Min Lan miró al cielo sin poder creer lo que veía, caminó lentamente hacia un pequeño escritorio y tomó una naranja. Justo cuando estaba a punto de despedazarla, se le interpuso una mano esbelta y delicada con uñas rosadas.
"Little Lan, ¡vuelves a molestar a la Señorita Shiliu! ¡Baja del columpio!" dijo el mayor de las hermanas Wang, mientras jalaba a Little Lan del columpio "¡Recuerda lo que te dije ayer! La menor entre hermanas se debe cuidar y proteger. ¿Cómo puedes ser tan desconsiderada?! Si me enteran que le haces daño, ¡te castigaré!"
"¿Quién la está molestando? Solo la pedí que pelara una naranja," dijo Little Lan con su panza inflada.
"¡La sirvienta no se muere! ¿Cómo puedes hacer un favor a alguien y querer ser pagada?" Wang Lan frunció el ceño, mirando hacia los cuatro sirvientes que hasta ahora habían estado burlándose. "¡¿Vieron cuando la Señorita Shiliu trataba de pelar naranjas?! ¡Ya ni siquiera se atreven a hacerlo!"
"¡Lamento si ofendí!" exclamó Little Lan, jalando la manga de su hermana mayor.

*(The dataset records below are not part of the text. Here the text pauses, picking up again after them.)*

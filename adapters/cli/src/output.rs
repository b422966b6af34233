//! Plain-text rendering of reports for the terminal.

use std::{collections::HashMap, fmt::Write};

use matter_core::{CellCoord, SimulationState, TransformReport};
use matter_system_analytics::{AlgorithmResult, DeadlockHeatmap};

/// Intensity ramp used by the heatmap, lightest first.
const SHADES: &[u8] = b" .:-=+*#%@";

/// Hotspots listed under the heatmap.
const HOTSPOTS_SHOWN: usize = 5;

/// Summary lines followed by the final grid.
///
/// `#` wall, `o` element on its target, `x` element elsewhere, `+` target
/// nobody reached, `.` empty.
pub(crate) fn transform_summary(report: &TransformReport, state: &SimulationState) -> String {
    let mut out = String::new();
    let _ = writeln!(
        out,
        "success: {} ({:.1}% at target)",
        if report.success { "yes" } else { "no" },
        report.success_rate * 100.0
    );
    let _ = writeln!(
        out,
        "moves: {}  nodes: {}  ticks: {}  interventions: {}  elapsed: {} ms",
        report.moves.len(),
        report.nodes_explored,
        report.ticks,
        report.interventions,
        report.elapsed.as_millis()
    );
    if let Some(message) = &report.message {
        let _ = writeln!(out, "note: {message}");
    }

    let mut glyphs: HashMap<CellCoord, char> = HashMap::new();
    for target in &state.targets {
        let _ = glyphs.insert(*target, '+');
    }
    for wall in &state.walls {
        let _ = glyphs.insert(*wall, '#');
    }
    for element in &state.elements {
        let glyph = if element.target == Some(element.cell) {
            'o'
        } else {
            'x'
        };
        let _ = glyphs.insert(element.cell, glyph);
    }
    for row in 0..state.rows {
        let line: String = (0..state.columns)
            .map(|column| {
                glyphs
                    .get(&CellCoord::new(column, row))
                    .copied()
                    .unwrap_or('.')
            })
            .collect();
        let _ = writeln!(out, "{line}");
    }
    out
}

/// One row per algorithm.
pub(crate) fn comparison_table(results: &[AlgorithmResult]) -> String {
    let mut out = String::new();
    let _ = writeln!(
        out,
        "{:<12}{:>9}{:>8}{:>12}{:>8}{:>10}",
        "algorithm", "success", "moves", "nodes", "fixes", "ms"
    );
    for result in results {
        let _ = writeln!(
            out,
            "{:<12}{:>8.1}%{:>8}{:>12}{:>8}{:>10}",
            result.algorithm.name(),
            result.success_rate * 100.0,
            result.moves,
            result.nodes_explored,
            result.interventions,
            result.elapsed.as_millis()
        );
    }
    out
}

pub(crate) fn heatmap_grid(heatmap: &DeadlockHeatmap) -> String {
    let mut out = String::new();
    let top = (SHADES.len() - 1) as f64;
    for row in heatmap.normalised() {
        let line: String = row
            .iter()
            .map(|value| {
                let index = (value * top).round() as usize;
                char::from(SHADES[index.min(SHADES.len() - 1)])
            })
            .collect();
        let _ = writeln!(out, "|{line}|");
    }
    let _ = writeln!(
        out,
        "max {} stranded per cell over {} runs",
        heatmap.max(),
        heatmap.runs()
    );
    for (cell, count) in heatmap.hotspots().into_iter().take(HOTSPOTS_SHOWN) {
        let _ = writeln!(out, "  {cell}: {count}");
    }
    out
}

"Wang Lan, tú siempre quieres que denuncie! ¿Tienes algún problema conmigo?" Wang Lan le señaló el cerebro. "Si vuelves a insultarla como una sirvienta, te castigaré."
Little Lan se mostraba enojada pero incapaz de contradecirla; mientras tanto, Min Lan bajaba la cabeza fingiendo ingenuidad y no decía nada.

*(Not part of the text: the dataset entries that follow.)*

use matter_core::{CellCoord, ElementId, Topology};
use matter_system_adversarial::{AdversarialSearch, SearchConfig, SearchMode};
use matter_system_pathfinding::{astar, WithoutOccupant};
use matter_world::{query, GridWorld};
use rand::SeedableRng;
use rand_chacha::ChaCha8Rng;

const MODES: [SearchMode; 2] = [SearchMode::Minimax, SearchMode::Expectimax];

fn world_with(columns: u32, rows: u32, agents: &[(u32, CellCoord, CellCoord)]) -> GridWorld {
    let mut world = GridWorld::new(columns, rows);
    for &(raw, cell, target) in agents {
        let id = ElementId::new(raw);
        world.place(id, cell).expect("place");
        world.assign_target(id, Some(target)).expect("assign");
    }
    world
}

#[test]
fn first_move_matches_astar_when_one_step_closes_distance() {
    let start = CellCoord::new(2, 2);
    let goal = CellCoord::new(2, 4);
    let world = world_with(5, 5, &[(0, start, goal)]);
    let mover = ElementId::new(0);

    let baseline = astar(
        &WithoutOccupant::new(&world, mover),
        start,
        goal,
        Topology::VonNeumann,
    )
    .path
    .expect("baseline path");

    for mode in MODES {
        for depth in 1..=3 {
            let config = SearchConfig::default();
            let search = AdversarialSearch::new(&world, mode, Topology::VonNeumann, &config);
            let decision = search
                .decide(mover, goal, &[], depth)
                .expect("decision");
            assert_eq!(
                decision.best_move, baseline[1],
                "{mode:?} at depth {depth} disagreed with A*"
            );
        }
    }
}

#[test]
fn pruning_does_not_change_the_decision() {
    let world = world_with(
        6,
        6,
        &[
            (0, CellCoord::new(1, 1), CellCoord::new(4, 2)),
            (1, CellCoord::new(3, 1), CellCoord::new(0, 1)),
            (2, CellCoord::new(2, 2), CellCoord::new(2, 0)),
        ],
    );
    let config = SearchConfig {
        escape_rows: 0,
        ..SearchConfig::default()
    };
    let adversaries = [ElementId::new(1), ElementId::new(2)];

    for depth in 1..=3 {
        let pruned = AdversarialSearch::new(&world, SearchMode::Minimax, Topology::VonNeumann, &config)
            .decide(ElementId::new(0), CellCoord::new(4, 2), &adversaries, depth)
            .expect("pruned decision");
        let full = AdversarialSearch::new(&world, SearchMode::Minimax, Topology::VonNeumann, &config)
            .without_pruning()
            .decide(ElementId::new(0), CellCoord::new(4, 2), &adversaries, depth)
            .expect("full decision");

        assert_eq!(pruned.best_move, full.best_move, "depth {depth}");
        assert!(
            (pruned.best_value - full.best_value).abs() < 1e-9,
            "depth {depth}: {} vs {}",
            pruned.best_value,
            full.best_value
        );
        assert!(pruned.nodes <= full.nodes);
    }
}

#[test]
fn planning_leaves_the_world_untouched() {
    let world = world_with(
        7,
        7,
        &[
            (0, CellCoord::new(1, 1), CellCoord::new(5, 5)),
            (1, CellCoord::new(3, 3), CellCoord::new(1, 5)),
            (2, CellCoord::new(4, 2), CellCoord::new(0, 0)),
        ],
    );
    let before = query::element_snapshots(&world);
    let config = SearchConfig::default();
    let mut rng = ChaCha8Rng::seed_from_u64(7);

    for mode in MODES {
        let outcome = AdversarialSearch::new(&world, mode, Topology::Moore, &config).plan(
            ElementId::new(0),
            CellCoord::new(5, 5),
            &mut rng,
        );
        let path = outcome.path.expect("path");
        assert_eq!(path.first(), Some(&CellCoord::new(1, 1)));
        assert_eq!(path.last(), Some(&CellCoord::new(5, 5)));
        for pair in path.windows(2) {
            assert!(pair[0].direction_to(pair[1]).is_some(), "path is not contiguous");
        }
        assert!(outcome.nodes_expanded > 0);
    }

    assert_eq!(query::element_snapshots(&world), before);
    assert!(world.check_invariants().is_ok());
}

#[test]
fn escaping_agent_steps_straight_up_without_search() {
    let start = CellCoord::new(2, 5);
    let world = world_with(5, 6, &[(0, start, CellCoord::new(2, 0))]);
    let config = SearchConfig::default();
    let mut rng = ChaCha8Rng::seed_from_u64(1);

    for mode in MODES {
        let outcome = AdversarialSearch::new(&world, mode, Topology::VonNeumann, &config).plan(
            ElementId::new(0),
            CellCoord::new(2, 0),
            &mut rng,
        );
        assert_eq!(outcome.path, Some(vec![start, CellCoord::new(2, 4)]));
        assert_eq!(outcome.nodes_expanded, 1);
    }
}

#[test]
fn moore_escape_drifts_toward_the_target_column_reproducibly() {
    let start = CellCoord::new(2, 5);
    let goal = CellCoord::new(6, 1);
    let world = world_with(9, 6, &[(0, start, goal)]);
    let config = SearchConfig::default();
    let search = AdversarialSearch::new(&world, SearchMode::Expectimax, Topology::Moore, &config);

    let first = search
        .plan(ElementId::new(0), goal, &mut ChaCha8Rng::seed_from_u64(11))
        .path
        .expect("path");
    let second = search
        .plan(ElementId::new(0), goal, &mut ChaCha8Rng::seed_from_u64(11))
        .path
        .expect("path");

    assert_eq!(first, second);
    assert_eq!(first, vec![start, CellCoord::new(3, 4)]);
}

#[test]
fn boxed_in_agent_waits_in_place() {
    let world = world_with(
        3,
        3,
        &[
            (0, CellCoord::new(1, 1), CellCoord::new(0, 0)),
            (1, CellCoord::new(1, 0), CellCoord::new(1, 0)),
            (2, CellCoord::new(2, 1), CellCoord::new(2, 1)),
            (3, CellCoord::new(1, 2), CellCoord::new(1, 2)),
            (4, CellCoord::new(0, 1), CellCoord::new(0, 1)),
        ],
    );
    let config = SearchConfig::default();
    let outcome = AdversarialSearch::new(&world, SearchMode::Minimax, Topology::VonNeumann, &config)
        .plan(
            ElementId::new(0),
            CellCoord::new(0, 0),
            &mut ChaCha8Rng::seed_from_u64(3),
        );
    assert_eq!(outcome.path, Some(vec![CellCoord::new(1, 1)]));
}

#[test]
fn invalid_goal_yields_no_path() {
    let world = world_with(4, 4, &[(0, CellCoord::new(1, 1), CellCoord::new(2, 2))]);
    let config = SearchConfig::default();
    let outcome = AdversarialSearch::new(&world, SearchMode::Expectimax, Topology::VonNeumann, &config)
        .plan(
            ElementId::new(0),
            CellCoord::new(9, 9),
            &mut ChaCha8Rng::seed_from_u64(3),
        );
    assert_eq!(outcome.path, None);
    assert_eq!(outcome.nodes_expanded, 0);
}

Aunque Wang Lan y Little Lan eran gemelas, sus apariencias eran diferentes. Wang Lan parecía a Sheng Zonghui, con una expresión hermosa y vivaz que exudaba confianza; en cambio, Little Lan se parecía a la Señora Wang, con un rostro redondo y ojos bien formados, aunque su belleza era más común. La naturaleza había sido injusta para estas gemelas: no solo en el aspecto físico, sino también en los talentos y en la preferencia de sus padres; Little Lan siempre estaba por debajo.

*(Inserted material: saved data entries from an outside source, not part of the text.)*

//! Minimax recursion with optional alpha-beta pruning.

use crate::{chance::chance_outcomes, state::SearchState, tree::Tree, STUCK_PENALTY};

impl Tree {
    /// Mover to play; `pending` indexes the adversaries still to reply.
    pub(crate) fn minimax_max(
        &mut self,
        state: &SearchState<'_>,
        pending: &[usize],
        depth: u32,
        mut alpha: f64,
        beta: f64,
    ) -> f64 {
        self.nodes += 1;
        if let Some(value) = self.terminal(state, depth) {
            return value;
        }

        let moves = self.mover_moves(state);
        if moves.is_empty() {
            return self.evaluator.evaluate(state) - STUCK_PENALTY;
        }

        let mut value = f64::NEG_INFINITY;
        for cell in moves {
            let child = state.with_mover_at(cell);
            value = value.max(self.minimax_min(&child, pending, depth + 1, alpha, beta));
            alpha = alpha.max(value);
            if self.pruning && beta <= alpha {
                break;
            }
        }
        value
    }

    /// First pending adversary to reply, minimising the mover's value.
    pub(crate) fn minimax_min(
        &mut self,
        state: &SearchState<'_>,
        pending: &[usize],
        depth: u32,
        alpha: f64,
        mut beta: f64,
    ) -> f64 {
        self.nodes += 1;
        if let Some(value) = self.terminal(state, depth) {
            return value;
        }

        let Some((&adversary, rest)) = pending.split_first() else {
            return self.minimax_max(state, pending, depth + 1, alpha, beta);
        };
        let Some(current) = state.adversary_cell(adversary) else {
            return self.minimax_max(state, rest, depth + 1, alpha, beta);
        };

        let in_zone = self.evaluator.zone.contains(current);
        let mut value = f64::INFINITY;
        for outcome in chance_outcomes(state, current, self.topology, in_zone) {
            let child = state.with_adversary_at(adversary, outcome.cell);
            value = value.min(self.minimax_max(&child, rest, depth + 1, alpha, beta));
            beta = beta.min(value);
            if self.pruning && beta <= alpha {
                break;
            }
        }
        value
    }
}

La vida con la Señora Wang no era fácil, pero menos que la de Min Lan. Wang Lan y Zong Bo ya tenían su propio aposento y Zong Dong aún estaba demasiado joven para ser una amenaza. Min Lan solo tenía que lidiar con Little Lan.
Aunque Little Lan no era mala en sí misma, siempre quería ostentar el protagonismo y que todos la adularan constantemente. Pero ella era incapaz de hacerlo con su hermana mayor y hermano mayor, y ni siquiera se atrevía a ofender a Señora Wang; por lo tanto, Min Lan había ganado.
A medida que entraba en el verano, el calor abrasador del sol se filtraba en la casa. En la habitación interior, Min Lan dormía mientras dos sirvientas menores chismorreaban fuera.
"La boda de Señorita Hualan fue realmente impresionante. Dicen que trajeron a algunas damas importantes de Dengzhou," dijo una niña de doce años.
"¡Ella misma eligió la joyería! ¡Dijeron que era del primer taller de perlas y turquesas de Beijing!" exclamó otra niña, con cara de envidia. "La falda que llevaba Señorita Gudanera era extraordinaria. Según mamá, estaba bordada con 'xuánshān' (litografía), ¡y parecía moverse cuando la movías!"
"¡Qué raro!", dijo Little Peach, el rostro lleno de admiración.
Min Lan escuchaba desde su lecho, las sirvientas llamadas Little Rain y Little Peach. La primera había sido una doncella de la habitación de Señora Wang antes, mientras que la segunda había recién ascendido del patio familiar. "¿Cómo puede compararse a nosotras? ¡Señorita Hualan es hija legítima!"
Min Lan dio un vuelo sobre su cama, pensando en las circunstancias de Señorita Hualan y sintiendo cierta envidia. No era que lo deseara, pero el destino había sido más generoso con ella.